US 66 crosses the Kansas - Missouri line 6 miles west of Joplin, Missouri and enter an area of Kansas known for lead and zinc mining. US 66 enters and exits before you realize you've been there. The "Mother Road" runs a mere 13 miles across the SE corner of Kansas and Baxter Springs was the only Kansas town along the route. So "Get Your Kicks on a Little Bit of Route 66 "
The Kansas portion of Historic Route 66 is only 13.2 miles, but it's packed with nostalgia, history, and good eats! The brown Historic Route 66 markers guide you from Missouri to Oklahoma through the Ozark Plateau region of Kansas.

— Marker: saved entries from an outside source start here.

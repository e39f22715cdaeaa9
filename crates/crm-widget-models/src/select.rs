//! Props for the resource selector widget.

use serde::{Deserialize, Serialize};

use crate::decode::{FieldReader, PropsBundle};
use crate::id::ResourceId;

/// One selectable resource.
#[derive(Debug, Clone, PartialEq, Eq, Serialize, Deserialize)]
pub struct ResourceOption {
    /// Resource id posted when this option is chosen.
    pub id: ResourceId,
    /// Text shown to the user.
    #[serde(alias = "title", default)]
    pub label: String,
    /// Resource type name, informational only.
    #[serde(rename = "type", default, skip_serializing_if = "Option::is_none")]
    pub resource_type: Option<String>,
}

impl ResourceOption {
    /// Build an option without a type tag.
    #[must_use]
    pub fn new(id: impl Into<ResourceId>, label: impl Into<String>) -> Self {
        Self {
            id: id.into(),
            label: label.into(),
            resource_type: None,
        }
    }
}

/// Props bundle for `resource-select`.
#[derive(Debug, Clone, Default, PartialEq, Eq, Serialize, Deserialize)]
#[serde(rename_all = "camelCase")]
pub struct ResourceSelectBundle {
    /// Form field name carried by the `<select>`.
    #[serde(default)]
    pub name: String,
    /// Options in display order.
    #[serde(default)]
    pub options: Vec<ResourceOption>,
    /// Id selected on first render, if any.
    #[serde(default)]
    pub initial_selection: Option<ResourceId>,
}

impl ResourceSelectBundle {
    /// The option matching `initial_selection`, ignoring dangling ids.
    #[must_use]
    pub fn selected_option(&self) -> Option<&ResourceOption> {
        let selection = self.initial_selection.as_ref()?;
        self.options
            .iter()
            .find(|option| option.id.same_resource(selection))
    }
}

impl PropsBundle for ResourceSelectBundle {
    fn read(reader: &mut FieldReader<'_>) -> Self {
        Self {
            name: reader.or_default("name", &[]),
            options: reader.list("options", &[]),
            initial_selection: reader.optional("initialSelection", &["initial_selection", "value"]),
        }
    }
}
//! Registry names and exported entry points for each widget type.

use std::fmt::{self, Display, Formatter};
use std::str::FromStr;

use serde::{Deserialize, Serialize};
use thiserror::Error;

/// Widget types the bundle knows how to mount.
#[derive(Debug, Clone, Copy, PartialEq, Eq, Hash, PartialOrd, Ord, Serialize, Deserialize)]
#[serde(rename_all = "kebab-case")]
pub enum WidgetKind {
    /// Single-choice selector over a list of resources.
    ResourceSelect,
    /// Table of related resources with row selection and actions.
    ResourceTable,
    /// Date input driven by an open configuration bundle.
    DatePicker,
}

impl WidgetKind {
    /// Every widget kind, in registration order.
    #[must_use]
    pub const fn all() -> [Self; 3] {
        [Self::ResourceSelect, Self::ResourceTable, Self::DatePicker]
    }

    /// Registry name used in `data-crm-widget` attributes and generic mount calls.
    #[must_use]
    pub const fn as_str(self) -> &'static str {
        match self {
            Self::ResourceSelect => "resource-select",
            Self::ResourceTable => "resource-table",
            Self::DatePicker => "date-picker",
        }
    }

    /// Name of the function the bundle exports for this kind.
    #[must_use]
    pub const fn entry_point(self) -> &'static str {
        match self {
            Self::ResourceSelect => "createResourceSelect",
            Self::ResourceTable => "createResourceTable",
            Self::DatePicker => "createDatePicker",
        }
    }

    /// Resolve a registry name back to its kind.
    #[must_use]
    pub fn from_name(name: &str) -> Option<Self> {
        Self::all()
            .into_iter()
            .find(|kind| kind.as_str() == name.trim())
    }
}

impl Display for WidgetKind {
    fn fmt(&self, f: &mut Formatter<'_>) -> fmt::Result {
        f.write_str(self.as_str())
    }
}

/// Returned when a string does not name a known widget kind.
#[derive(Debug, Clone, PartialEq, Eq, Error)]
#[error("unknown widget kind '{name}'")]
pub struct ParseWidgetKindError {
    /// Name supplied by the caller.
    pub name: String,
}

impl FromStr for WidgetKind {
    type Err = ParseWidgetKindError;

    fn from_str(s: &str) -> Result<Self, Self::Err> {
        Self::from_name(s).ok_or_else(|| ParseWidgetKindError {
            name: s.to_string(),
        })
    }
}
//! Resource identifiers as they appear in props bundles and form posts.

use std::fmt::{self, Display, Formatter};

use serde::{Deserialize, Serialize};

/// Identifier of a server-side resource.
///
/// The server embeds integer ids while form posts carry strings, so both
/// shapes are accepted. Two ids refer to the same resource when their form
/// values match, see [`ResourceId::same_resource`].
#[derive(Debug, Clone, PartialEq, Eq, Hash, Serialize, Deserialize)]
#[serde(untagged)]
pub enum ResourceId {
    /// Numeric id as emitted by the server.
    Number(i64),
    /// Textual id, e.g. echoed back from a form.
    Text(String),
}

impl ResourceId {
    /// Value posted back to the server for this id.
    #[must_use]
    pub fn form_value(&self) -> String {
        match self {
            Self::Number(value) => value.to_string(),
            Self::Text(value) => value.trim().to_string(),
        }
    }

    /// Whether both ids name the same resource regardless of representation.
    #[must_use]
    pub fn same_resource(&self, other: &Self) -> bool {
        match (self, other) {
            (Self::Number(a), Self::Number(b)) => a == b,
            _ => self.form_value() == other.form_value(),
        }
    }
}

impl Display for ResourceId {
    fn fmt(&self, f: &mut Formatter<'_>) -> fmt::Result {
        f.write_str(&self.form_value())
    }
}

impl From<i64> for ResourceId {
    fn from(value: i64) -> Self {
        Self::Number(value)
    }
}

impl From<&str> for ResourceId {
    fn from(value: &str) -> Self {
        Self::Text(value.to_string())
    }
}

You will see lot os chert, or "chat," as it is more commonly known, is used in this region as railroad ballast, for road surfacing, and in concrete aggregate.
The Galena Smelter, a great gray hulk surrounded by a maze of chat-covered roads and railroad tracks, is said to be one of the largest of its kind in the world. 200 tons of lead ore concentrates have been smelted daily into 150 tons of pig lead blocks to be shipped to the manufacturers, such as car battery makers.
Baxter Springs has grown into a nice community of homes beautified by interior decorators and more attractively landscaped lawns and gardens than most small Kansas towns. The town was named for A. Baxter, its first settler, who arrived in 1850 and built a shack and a sawmill beside the springs near the present town's northern limits. As stories of the water's curative properties spread, Baxter built a tavern to accomodate visitors and soon a few stores and a bank were added to the settlement.
In the 1860's Texas cattlemen drove thousands of longhorns to the fine pasture land around Baxter Springs. Especially large drives in 1867 and 1868 boomed the town. When the railroad was built in 1870 Baxter Springs became a wide-open cow town and shipping point so crowded with be-pistoled cowboys and cattlemen that it was called "the toughest town on earth."
By 1888 the railhead had advanced westward and Baxter Springs, having lost the cattle trade, concentrated on the expansion of her industrial, agricultural, and resort possibilities.